Quotidiano infantil na sociedade contemporânea.
Breve ensaio.
Introdução
O propósito deste texto, versa uma observação
breve sobre os direitos das crianças aos tempos livres,
jogos/brincadeiras, à saúde e bem-estar e, ao papel da família na educação para
o consumo. Leitura relevante para todos os actores e agentes educativos, mas
também para o público em geral, que pretenda adquirir conhecimentos nesta
matéria.
Contextualização
Propósito
Breve
ensaio sobre o quotidiano de uma criança de 9 anos, que frequenta o 4º ano, do
1º ciclo do ensino básico. Ao acompanhar por algum tempo o “Diogo”

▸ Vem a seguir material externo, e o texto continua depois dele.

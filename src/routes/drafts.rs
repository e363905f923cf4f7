//! # 초안 API 라우트 핸들러
//!
//! 에디터의 자동 저장 상태 머신(`services::autosave`)이 호출하는 영속화 엔드포인트입니다.
//!
//! ## 엔드포인트 목록
//! | 메서드 | 경로 | 핸들러 | 설명 |
//! |--------|------|--------|------|
//! | GET | /api/v1/drafts | `list_drafts` | 복구 배너용 초안 요약 |
//! | PUT | /api/v1/drafts/content | `save_draft_content` | 초안 본문 저장 |
//! | POST | /api/v1/drafts/autosave/enable | `enable_auto_save` | 자동 저장 켜기 |
//! | POST | /api/v1/drafts/autosave/disable | `disable_auto_save` | 자동 저장 끄기 |
//! | DELETE | /api/v1/drafts/{id} | `delete_draft` | 초안 버리기 |
//!
//! ## 편집 세션 흐름
//! ```text
//! 1. 에디터 진입 → GET /drafts (이어서 쓸 초안이 있는지)
//! 2. 자동 저장 켜기 → POST /drafts/autosave/enable → draft_id
//! 3. 60초마다 → PUT /drafts/content (내용이 바뀐 경우만)
//! 4. 자동 저장 끄기 → POST /drafts/autosave/disable
//! ```

use axum::{
    extract::{Path, State},
    http::StatusCode,
    Json,
};

use crate::{
    db,
    error::AppError,
    middleware::auth::AuthUser,
    models::*,
    routes::AppState,
    services::recovery::{DraftRecovery, DraftRecoverySummary},
};

/// `GET /drafts`: 현재 사용자의 초안과 복구 배너 요약
pub async fn list_drafts(
    State(state): State<AppState>,
    auth_user: AuthUser,
) -> Result<Json<DraftRecoverySummary>, AppError> {
    let rows = db::list_drafts(&state.pool, &auth_user.user_id).await?;
    let records = rows
        .into_iter()
        .map(DraftRow::into_record)
        .collect::<Result<Vec<_>, _>>()?;

    let recovery = DraftRecovery::new(Some(records));
    Ok(Json(recovery.summary()))
}

/// `PUT /drafts/content`: 초안 본문 저장
///
/// `draft_id`가 없으면 새 초안을 만들고 그 ID를 돌려줍니다.
pub async fn save_draft_content(
    State(state): State<AppState>,
    auth_user: AuthUser,
    Json(req): Json<SaveDraftRequest>,
) -> Result<Json<DraftIdResponse>, AppError> {
    let draft_id = db::save_draft_content(&state.pool, &auth_user.user_id, &req)
        .await?
        .ok_or(AppError::NotFound)?;
    Ok(Json(DraftIdResponse { draft_id }))
}

/// `POST /drafts/autosave/enable`
pub async fn enable_auto_save(
    State(state): State<AppState>,
    auth_user: AuthUser,
    Json(req): Json<AutoSaveToggleRequest>,
) -> Result<Json<DraftIdResponse>, AppError> {
    let draft_id = db::enable_auto_save(
        &state.pool,
        &auth_user.user_id,
        req.draft_id.as_deref(),
        req.chapter_id.as_deref(),
    )
    .await?
    .ok_or(AppError::NotFound)?;

    tracing::info!(user_id = %auth_user.user_id, %draft_id, "auto-save enabled");
    Ok(Json(DraftIdResponse { draft_id }))
}

/// `POST /drafts/autosave/disable`: 초안은 남겨둡니다.
pub async fn disable_auto_save(
    State(state): State<AppState>,
    auth_user: AuthUser,
    Json(req): Json<AutoSaveToggleRequest>,
) -> Result<StatusCode, AppError> {
    let disabled = db::disable_auto_save(
        &state.pool,
        &auth_user.user_id,
        req.draft_id.as_deref(),
        req.chapter_id.as_deref(),
    )
    .await?;

    if !disabled {
        return Err(AppError::NotFound);
    }
    Ok(StatusCode::NO_CONTENT)
}

/// `DELETE /drafts/{id}`: 초안 버리기
pub async fn delete_draft(
    State(state): State<AppState>,
    auth_user: AuthUser,
    Path(id): Path<String>,
) -> Result<StatusCode, AppError> {
    let deleted = db::delete_draft(&state.pool, &id, &auth_user.user_id).await?;
    if !deleted {
        return Err(AppError::NotFound);
    }
    Ok(StatusCode::NO_CONTENT)
}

no seu quotidiano, pretende-se identificar e analisar quanto ao modo de
ocupação dos seus tempos quotidianos, em especial dos seus tempos livres;
conferir o cumprimento do seu direito à saúde; e tentar reconhecer
onde e, como o papel da família, interferem na sua relação com a
sociedade de consumo.
O
que vai por aqui?
Aqui, vai o quotidiano do Diogo!
Acorda bem cedo, não porque a escola fique longe, pois
basta-lhe atravessar a rua; já os pais trabalham fora do concelho e, têm de
deixar o filho na escola muito antes do que seria necessário. Mas o
Diogo não reclama, “rabuja” e, toca a andar! Há que esclarecer: o Diogo não
gosta da escola. Nunca gostou. Mas aceita o sacrifício para fazer os pais
felizes. Afinal, do que ele gosta mesmo é da hora de recreio,....não se cansa
de brincar! Poderia noutras circunstâncias, evidenciar um estado de perfeita
saúde, boa integração e, socialização se contudo na hora de ir para a escola,
ou nos momentos em que tem de fazer os “trabalhos de casa”, o Diogo não se tornasse
num menino triste, de ar cansado, apático e, desmotivado com tudo.

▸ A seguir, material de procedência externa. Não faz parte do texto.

//! # 자동 저장 상태 머신
//!
//! 편집 중인 챕터를 주기적으로 초안 저장소에 저장하고, 저장 상태를 UI에 노출합니다.
//!
//! ## 상태 전이
//! ```text
//!            update_content (저장본과 다름)
//!   Idle ──────────────────────────────────▶ Unsaved
//!    │                                         │
//!    │ tick / force_save (내용이 바뀐 경우)       │
//!    ▼                                         ▼
//!  Saving ──성공──▶ Saved ──내용 변경──▶ Unsaved ──tick──▶ Saving
//!    │
//!    └──실패──▶ Error ──다음 tick / force_save──▶ Saving
//! ```
//!
//! - 편집 세션(`begin_session`)이 없으면 모든 저장 시도는 아무 일도 하지 않습니다.
//! - 마지막으로 저장에 성공한 스냅샷과 바이트 단위로 같으면 저장을 건너뜁니다 (`Saving`을 거치지 않음).
//! - 저장 실패는 `Error` 상태와 메시지로 바뀔 뿐 밖으로 던지지 않으며, 타이머는 계속 돕니다.
//!
//! `AutoSaver`는 `&mut self`로만 저장하므로 한 세션의 저장은 절대 겹치지 않습니다.
//! 타이머는 `AutoSaveSession`이 관리합니다.

use std::future::Future;
use std::sync::Arc;
use std::time::Duration;

use chrono::{DateTime, Utc};
use serde::Serialize;
use tokio::sync::{watch, Mutex};
use tokio::task::JoinHandle;
use tokio::time::{self, Instant, MissedTickBehavior};

use crate::error::StoreError;
use crate::models::DraftRecord;

use super::recovery::DraftData;
use super::text::content_digest;

/// 자동 저장 주기 기본값
pub const DEFAULT_AUTOSAVE_INTERVAL: Duration = Duration::from_secs(60);

#[derive(Debug, Clone, Copy, PartialEq, Eq, Serialize)]
#[serde(rename_all = "lowercase")]
pub enum AutoSaveStatus {
    /// 아직 저장을 시도한 적 없음
    Idle,
    /// 저장 요청이 진행 중
    Saving,
    /// 마지막 저장 성공
    Saved,
    /// 마지막 저장 이후 내용이 바뀜
    Unsaved,
    /// 마지막 저장 시도 실패
    Error,
}

/// UI가 관찰하는 자동 저장 상태 스냅샷
#[derive(Debug, Clone, PartialEq, Serialize)]
pub struct AutoSaveState {
    pub status: AutoSaveStatus,
    pub enabled: bool,
    pub draft_id: Option<String>,
    pub last_saved_at: Option<DateTime<Utc>>,
    pub error: Option<String>,
}

impl Default for AutoSaveState {
    fn default() -> Self {
        Self {
            status: AutoSaveStatus::Idle,
            enabled: false,
            draft_id: None,
            last_saved_at: None,
            error: None,
        }
    }
}

/// 저장 한 번의 결과
#[derive(Debug, Clone, Copy, PartialEq, Eq)]
pub enum SaveOutcome {
    Saved,
    /// 마지막 저장본과 같아서 건너뜀
    Unchanged,
    /// 편집 세션이 없어 건너뜀
    NoSession,
    /// 자동 저장이 꺼져 있어 주기 저장을 건너뜀
    Disabled,
    Failed,
}

/// `save_draft_content` 인자
#[derive(Debug, Clone, Copy)]
pub struct SaveDraft<'a> {
    pub title: &'a str,
    pub content: &'a str,
    pub draft_id: Option<&'a str>,
    pub chapter_id: Option<&'a str>,
}

/// 초안 영속화 협력자
///
/// 사용자는 저장소 인스턴스에 묶여 있습니다 (예: `HttpDraftStore`의 베어러 토큰).
pub trait DraftStore: Send + Sync {
    /// 초안 본문을 저장하고 초안 ID를 돌려줍니다. `draft_id`가 없으면 새 초안이 만들어집니다.
    fn save_draft_content(
        &self,
        draft: SaveDraft<'_>,
    ) -> impl Future<Output = Result<String, StoreError>> + Send;

    /// 자동 저장을 켜고, 이후 저장의 기준이 되는 초안 ID를 돌려줍니다.
    fn enable_auto_save(
        &self,
        draft_id: Option<&str>,
        chapter_id: Option<&str>,
    ) -> impl Future<Output = Result<String, StoreError>> + Send;

    /// 자동 저장을 끕니다. 초안은 삭제하지 않습니다.
    fn disable_auto_save(
        &self,
        draft_id: Option<&str>,
        chapter_id: Option<&str>,
    ) -> impl Future<Output = Result<(), StoreError>> + Send;

    fn list_drafts(&self) -> impl Future<Output = Result<Vec<DraftRecord>, StoreError>> + Send;
}

#[derive(Debug, Clone)]
struct EditorSnapshot {
    title: String,
    content: String,
}

impl EditorSnapshot {
    /// 제목과 본문을 `\0`으로 이어 붙인 다이제스트. 제목만 바뀌어도 값이 달라집니다.
    fn digest(&self) -> String {
        content_digest(&format!("{}\0{}", self.title, self.content))
    }
}

pub struct AutoSaver<S> {
    store: S,
    chapter_id: Option<String>,
    session: Option<EditorSnapshot>,
    /// 세션 시작 시점의 다이제스트. 아직 저장한 적이 없을 때 Unsaved 판단 기준
    baseline_digest: Option<String>,
    last_saved_digest: Option<String>,
    state: AutoSaveState,
    updates: watch::Sender<AutoSaveState>,
}

impl<S: DraftStore> AutoSaver<S> {
    pub fn new(store: S, chapter_id: Option<String>) -> Self {
        let (updates, _) = watch::channel(AutoSaveState::default());
        Self {
            store,
            chapter_id,
            session: None,
            baseline_digest: None,
            last_saved_digest: None,
            state: AutoSaveState::default(),
            updates,
        }
    }

    pub fn state(&self) -> &AutoSaveState {
        &self.state
    }

    pub fn subscribe(&self) -> watch::Receiver<AutoSaveState> {
        self.updates.subscribe()
    }

    pub fn store(&self) -> &S {
        &self.store
    }

    pub fn is_enabled(&self) -> bool {
        self.state.enabled
    }

    pub fn has_session(&self) -> bool {
        self.session.is_some()
    }

    fn publish(&self) {
        self.updates.send_replace(self.state.clone());
    }

    fn set_status(&mut self, status: AutoSaveStatus) {
        if self.state.status != status {
            tracing::debug!(from = ?self.state.status, to = ?status, "auto-save status");
            self.state.status = status;
        }
    }

    /// 에디터를 붙입니다. 이 시점의 내용이 "변경 없음"의 기준이 됩니다.
    pub fn begin_session(&mut self, title: impl Into<String>, content: impl Into<String>) {
        let snapshot = EditorSnapshot {
            title: title.into(),
            content: content.into(),
        };
        self.baseline_digest = Some(snapshot.digest());
        self.session = Some(snapshot);
        self.refresh_dirty_status();
        self.publish();
    }

    /// 에디터를 뗍니다. 이후 저장 시도는 `NoSession`으로 끝납니다.
    ///
    /// 상태는 `Idle`로 돌아가고, 자동 저장 켜짐 여부와 초안 ID는 유지됩니다.
    pub fn end_session(&mut self) {
        self.session = None;
        self.baseline_digest = None;
        self.set_status(AutoSaveStatus::Idle);
        self.publish();
    }

    /// 에디터의 최신 제목/본문을 기록합니다.
    ///
    /// 세션이 없으면 무시합니다. 저장은 하지 않고 상태만 `Unsaved`로 바꿉니다.
    pub fn update_content(&mut self, title: impl Into<String>, content: impl Into<String>) {
        let Some(session) = self.session.as_mut() else {
            return;
        };
        session.title = title.into();
        session.content = content.into();
        self.refresh_dirty_status();
        self.publish();
    }

    fn refresh_dirty_status(&mut self) {
        let Some(session) = self.session.as_ref() else {
            return;
        };
        let current = session.digest();
        let reference = self
            .last_saved_digest
            .as_deref()
            .or(self.baseline_digest.as_deref());

        if reference != Some(current.as_str()) {
            self.set_status(AutoSaveStatus::Unsaved);
        } else if self.state.status == AutoSaveStatus::Unsaved {
            let settled = if self.last_saved_digest.is_some() {
                AutoSaveStatus::Saved
            } else {
                AutoSaveStatus::Idle
            };
            self.set_status(settled);
        }
    }

    /// 복구한 초안을 저장된 기준점으로 삼고 편집을 이어갑니다.
    pub fn restore_draft(&mut self, draft: &DraftData) {
        let snapshot = EditorSnapshot {
            title: draft.title.clone(),
            content: draft.content.clone(),
        };
        let digest = snapshot.digest();

        self.session = Some(snapshot);
        self.baseline_digest = Some(digest.clone());
        self.last_saved_digest = Some(digest);
        if draft.chapter_id.is_some() {
            self.chapter_id = draft.chapter_id.clone();
        }
        self.state.draft_id = Some(draft.draft_id.clone());
        self.state.last_saved_at = Some(draft.last_saved_at);
        self.state.error = None;
        self.set_status(AutoSaveStatus::Saved);
        self.publish();
    }

    /// 자동 저장을 켭니다.
    ///
    /// 성공하면 저장소가 돌려준 초안 ID를 기준으로 삼고 곧바로 한 번 저장합니다.
    /// 실패하면 `Error` 상태가 되고 자동 저장은 꺼진 채로 남습니다.
    /// 이미 켜져 있으면 저장소를 다시 부르지 않습니다.
    pub async fn enable_auto_save(&mut self) -> bool {
        if self.state.enabled {
            return true;
        }

        let result = self
            .store
            .enable_auto_save(self.state.draft_id.as_deref(), self.chapter_id.as_deref())
            .await;

        match result {
            Ok(draft_id) => {
                tracing::info!(%draft_id, "auto-save enabled");
                if self.state.draft_id.as_deref() != Some(draft_id.as_str()) {
                    // 새 초안에는 아직 아무 내용도 저장되지 않았습니다.
                    self.last_saved_digest = None;
                }
                self.state.draft_id = Some(draft_id);
                self.state.enabled = true;
                self.publish();
                self.perform_save().await;
                true
            }
            Err(e) => {
                tracing::warn!(error = %e, "failed to enable auto-save");
                self.state.error = Some(format!("Failed to enable auto-save: {}", e));
                self.set_status(AutoSaveStatus::Error);
                self.publish();
                false
            }
        }
    }

    /// 자동 저장을 끕니다.
    ///
    /// 성공하면 초안 ID를 놓아서 다음 enable 때 새 초안이 발급되게 합니다.
    /// 마지막 저장 다이제스트는 남겨 두므로, 끈 뒤의 수동 저장도 같은 내용이면 건너뜁니다.
    /// 실패하면 `Error` 상태가 되고 켜짐 상태는 그대로 유지합니다.
    pub async fn disable_auto_save(&mut self) -> bool {
        if !self.state.enabled {
            return true;
        }

        let result = self
            .store
            .disable_auto_save(self.state.draft_id.as_deref(), self.chapter_id.as_deref())
            .await;

        match result {
            Ok(()) => {
                tracing::info!(draft_id = ?self.state.draft_id, "auto-save disabled");
                self.state.enabled = false;
                self.state.draft_id = None;
                self.publish();
                true
            }
            Err(e) => {
                tracing::warn!(error = %e, "failed to disable auto-save");
                self.state.error = Some(format!("Failed to disable auto-save: {}", e));
                self.set_status(AutoSaveStatus::Error);
                self.publish();
                false
            }
        }
    }

    /// 주기 저장. 자동 저장이 꺼져 있으면 아무 일도 하지 않습니다.
    pub async fn tick(&mut self) -> SaveOutcome {
        if !self.state.enabled {
            return SaveOutcome::Disabled;
        }
        self.perform_save().await
    }

    /// 수동 저장 ("지금 저장", 단축키). 자동 저장이 꺼져 있어도 동작합니다.
    pub async fn force_save(&mut self) -> SaveOutcome {
        self.perform_save().await
    }

    async fn perform_save(&mut self) -> SaveOutcome {
        let Some(snapshot) = self.session.clone() else {
            return SaveOutcome::NoSession;
        };
        let digest = snapshot.digest();
        if self.last_saved_digest.as_deref() == Some(digest.as_str()) {
            return SaveOutcome::Unchanged;
        }

        self.set_status(AutoSaveStatus::Saving);
        self.publish();

        let request = SaveDraft {
            title: &snapshot.title,
            content: &snapshot.content,
            draft_id: self.state.draft_id.as_deref(),
            chapter_id: self.chapter_id.as_deref(),
        };
        let result = self.store.save_draft_content(request).await;

        let outcome = match result {
            Ok(draft_id) => {
                self.state.draft_id = Some(draft_id);
                self.state.last_saved_at = Some(Utc::now());
                self.state.error = None;
                self.last_saved_digest = Some(digest);
                self.set_status(AutoSaveStatus::Saved);
                SaveOutcome::Saved
            }
            Err(e) => {
                tracing::warn!(error = %e, draft_id = ?self.state.draft_id, "draft save failed");
                self.state.error = Some(format!("Failed to save draft: {}", e));
                self.set_status(AutoSaveStatus::Error);
                SaveOutcome::Failed
            }
        };
        self.publish();
        outcome
    }
}

/// `AutoSaver`와 주기 타이머를 함께 관리하는 편집 세션 핸들
///
/// 타이머 태스크는 `try_lock`으로 저장기를 잡습니다. 수동 저장이 진행 중이면 그 틱은 건너뛰므로
/// 틱끼리, 혹은 틱과 수동 저장이 겹치지 않습니다.
pub struct AutoSaveSession<S> {
    saver: Arc<Mutex<AutoSaver<S>>>,
    state: watch::Receiver<AutoSaveState>,
    interval: Duration,
    ticker: Option<JoinHandle<()>>,
}

impl<S: DraftStore + 'static> AutoSaveSession<S> {
    pub fn new(saver: AutoSaver<S>) -> Self {
        Self::with_interval(saver, DEFAULT_AUTOSAVE_INTERVAL)
    }

    pub fn with_interval(saver: AutoSaver<S>, interval: Duration) -> Self {
        let state = saver.subscribe();
        Self {
            saver: Arc::new(Mutex::new(saver)),
            state,
            interval,
            ticker: None,
        }
    }

    pub fn state(&self) -> AutoSaveState {
        self.state.borrow().clone()
    }

    pub fn subscribe(&self) -> watch::Receiver<AutoSaveState> {
        self.state.clone()
    }

    pub fn is_ticking(&self) -> bool {
        self.ticker.as_ref().is_some_and(|handle| !handle.is_finished())
    }

    pub async fn begin_session(&self, title: impl Into<String>, content: impl Into<String>) {
        self.saver.lock().await.begin_session(title, content);
    }

    pub async fn update_content(&self, title: impl Into<String>, content: impl Into<String>) {
        self.saver.lock().await.update_content(title, content);
    }

    pub async fn end_session(&self) {
        self.saver.lock().await.end_session();
    }

    pub async fn restore_draft(&self, draft: &DraftData) {
        self.saver.lock().await.restore_draft(draft);
    }

    pub async fn force_save(&self) -> SaveOutcome {
        self.saver.lock().await.force_save().await
    }

    /// 자동 저장을 켜고, 성공하면 타이머를 (한 번만) 시작합니다.
    pub async fn enable_auto_save(&mut self) -> bool {
        let mut saver = self.saver.lock().await;
        let enabled = saver.enable_auto_save().await;
        if enabled && !self.is_ticking() {
            self.ticker = Some(spawn_ticker(Arc::clone(&self.saver), self.interval));
        }
        enabled
    }

    /// 자동 저장을 끄고, 성공하면 타이머를 멈춥니다.
    ///
    /// 저장기 락을 쥔 채로 타이머를 중단하므로 이미 나간 저장 요청이 중간에 취소되지 않습니다.
    pub async fn disable_auto_save(&mut self) -> bool {
        let mut saver = self.saver.lock().await;
        let disabled = saver.disable_auto_save().await;
        if disabled {
            if let Some(ticker) = self.ticker.take() {
                ticker.abort();
            }
        }
        disabled
    }
}

impl<S> Drop for AutoSaveSession<S> {
    fn drop(&mut self) {
        if let Some(ticker) = self.ticker.take() {
            ticker.abort();
        }
    }
}

fn spawn_ticker<S: DraftStore + 'static>(
    saver: Arc<Mutex<AutoSaver<S>>>,
    period: Duration,
) -> JoinHandle<()> {
    tokio::spawn(async move {
        let mut interval = time::interval_at(Instant::now() + period, period);
        interval.set_missed_tick_behavior(MissedTickBehavior::Skip);

        loop {
            interval.tick().await;
            let Ok(mut saver) = saver.try_lock() else {
                tracing::debug!("save already in progress, skipping auto-save tick");
                continue;
            };
            let outcome = saver.tick().await;
            tracing::trace!(?outcome, "auto-save tick");
        }
    })
}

Após as actividades curriculares o Diogo permanece na
escola e, frequenta as actividades do ATL. Tem estudo, informática, inglês,
artes marciais, ginástica, hip-hop e as “conversas” com a psicóloga.
Quando acabam as actividades por volta das 17.30
horas, ainda terá de permanecer na escola até perto das 19 horas, quando a mãe
o vai buscar, depois do trabalho.
Esses momentos sem actividades ocupa-os a “brincar”.

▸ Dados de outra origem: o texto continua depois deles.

//! # 초안 복구 컨트롤러
//!
//! 편집 세션을 시작할 때 이전에 자동 저장된 초안 목록을 받아
//! "이어서 쓰기 / 버리기" 배너에 필요한 상태를 제공합니다.
//!
//! 컨트롤러는 초안을 읽기만 합니다. 실제 복구와 삭제는 호출자가 넘긴 콜백이 처리합니다.
//! 초안 목록을 가져오지 못한 경우(None)도 "초안 없음"으로 취급하며, 자체 에러 상태는 없습니다.

use chrono::{DateTime, Utc};
use serde::{Deserialize, Serialize};

use crate::models::DraftRecord;

use super::text::{count_chars, count_words};

/// 배너와 목록에 표시하는 초안 뷰
#[derive(Debug, Clone, PartialEq, Serialize, Deserialize)]
pub struct DraftData {
    pub draft_id: String,
    pub chapter_id: Option<String>,
    pub title: String,
    pub content: String,
    pub last_saved_at: DateTime<Utc>,
    pub word_count: usize,
    pub char_count: usize,
}

impl DraftData {
    /// 레코드에 단어 수/글자 수가 없으면 본문에서 계산해 채웁니다.
    pub fn from_record(record: DraftRecord) -> Self {
        let word_count = record
            .word_count
            .unwrap_or_else(|| count_words(&record.content));
        let char_count = record
            .char_count
            .unwrap_or_else(|| count_chars(&record.content));

        Self {
            draft_id: record.draft_id,
            chapter_id: record.chapter_id,
            title: record.title,
            content: record.content,
            last_saved_at: record.last_saved_at,
            word_count,
            char_count,
        }
    }
}

impl From<DraftData> for DraftRecord {
    fn from(draft: DraftData) -> Self {
        Self {
            draft_id: draft.draft_id,
            chapter_id: draft.chapter_id,
            title: draft.title,
            content: draft.content,
            last_saved_at: draft.last_saved_at,
            word_count: Some(draft.word_count),
            char_count: Some(draft.char_count),
        }
    }
}

/// 복구 배너의 직렬화 가능한 요약 (`GET /drafts` 응답)
#[derive(Debug, Clone, Serialize, Deserialize)]
pub struct DraftRecoverySummary {
    pub has_drafts: bool,
    pub has_multiple_drafts: bool,
    pub latest: Option<DraftData>,
    pub drafts: Vec<DraftData>,
}

#[derive(Debug, Clone, Default)]
pub struct DraftRecovery {
    drafts: Vec<DraftData>,
    dismissed: bool,
}

impl DraftRecovery {
    pub fn new(records: Option<Vec<DraftRecord>>) -> Self {
        let drafts = records
            .unwrap_or_default()
            .into_iter()
            .map(DraftData::from_record)
            .collect();
        Self {
            drafts,
            dismissed: false,
        }
    }

    pub fn drafts(&self) -> &[DraftData] {
        &self.drafts
    }

    pub fn has_drafts(&self) -> bool {
        !self.drafts.is_empty()
    }

    pub fn has_multiple_drafts(&self) -> bool {
        self.drafts.len() > 1
    }

    /// `last_saved_at`이 가장 늦은 초안. 같은 시각이면 목록에서 먼저 나온 것.
    pub fn latest(&self) -> Option<&DraftData> {
        self.drafts.iter().reduce(|latest, draft| {
            if draft.last_saved_at > latest.last_saved_at {
                draft
            } else {
                latest
            }
        })
    }

    /// 선택한 초안으로 복구 콜백을 실행하고 이번 세션의 배너를 닫습니다.
    pub fn recover_draft<R>(
        &mut self,
        draft: &DraftData,
        on_recover: impl FnOnce(&DraftData) -> R,
    ) -> R {
        let result = on_recover(draft);
        tracing::debug!(draft_id = %draft.draft_id, "draft recovered");
        self.dismiss();
        result
    }

    /// 버리기 콜백을 실행합니다. 다른 초안이 남아 있을 수 있으므로 배너는 그대로 둡니다.
    pub fn discard_draft<R>(
        &mut self,
        draft: &DraftData,
        on_discard: impl FnOnce(&DraftData) -> R,
    ) -> R {
        tracing::debug!(draft_id = %draft.draft_id, "draft discarded");
        on_discard(draft)
    }

    pub fn is_dismissed(&self) -> bool {
        self.dismissed
    }

    pub fn dismiss(&mut self) {
        self.dismissed = true;
    }

    /// 완전히 새로운 편집 세션을 시작할 때 배너를 다시 띄울 수 있게 합니다.
    pub fn reset_dismiss(&mut self) {
        self.dismissed = false;
    }

    /// 배너를 보여줘야 하는지 (초안이 있고 아직 닫히지 않음)
    pub fn should_prompt(&self) -> bool {
        self.has_drafts() && !self.dismissed
    }

    pub fn summary(&self) -> DraftRecoverySummary {
        DraftRecoverySummary {
            has_drafts: self.has_drafts(),
            has_multiple_drafts: self.has_multiple_drafts(),
            latest: self.latest().cloned(),
            drafts: self.drafts.clone(),
        }
    }
}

Pena é que os seus colegas vão saindo, uns após os outros e, já poucos ficam
até tão tarde como ele! Mas ainda assim, são momentos muito divertidos.
As actividades semanais do Diogo não terminam aqui, ao
sábado tem natação de manhã (porque os pais querem que ele se desenvolva fisicamente,
visto ser uma criança franzina), e à tarde vai à catequese.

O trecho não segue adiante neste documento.